First missionary woman of the AME (1764–1849)

Sarah Allen (also known as Sara Allen and Mother Allen; née Bass; 1764 – July 16, 1849) was an American abolitionist and missionary for the African Methodist Episcopal Church. She is known within the AME Church as The Founding Mother.

==Early life==

Sarah Bass was born in 1764 in Isle of Wight County, Virginia, as a slave. When she was eight she was sent to Philadelphia, Pennsylvania. She was no longer enslaved as of 1800. That year she met Richard Allen. They married by 1802. They had six children: Richard Jr., James, John, Peter, Sara, and Ann. Allen maintained the family finances and general homemaking tasks.

==Life in Philadelphia and founding of the AME Church==
The family purchased property for $35 in Philadelphia. The property housed a blacksmith shop. The shop was planning to relocate and the Allens used their team of horses to transport the shop to its new location. The property was eventually renovated and made into a church, which would become the founding African Methodist Episcopal Church.
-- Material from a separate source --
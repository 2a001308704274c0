fn main() -> color_eyre::eyre::Result<()> {
    vault_template::cli::main()
}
Allen was highly involved in the AME Church, which Richard Allen founded. The family hid and cared for runaway slaves and their home was a part of the Underground Railroad. The couple used their home and the church to house enslaved people. By 1827, she had founded the Daughters of the Conference. The Daughters supported the male ministers of the AME Church. The women fed and cared for the generally poor and untidy ministers. The women also had a sewing circle to help mend and make clothes for the ministers.

==Later life==
Allen died on July 16, 1849, at the house of her younger sister in Philadelphia. She is buried alongside Richard Allen at Mother Bethel A.M.E. Church. The Daughters of the Conference was renamed Sarah Allen Women's Missionary Society.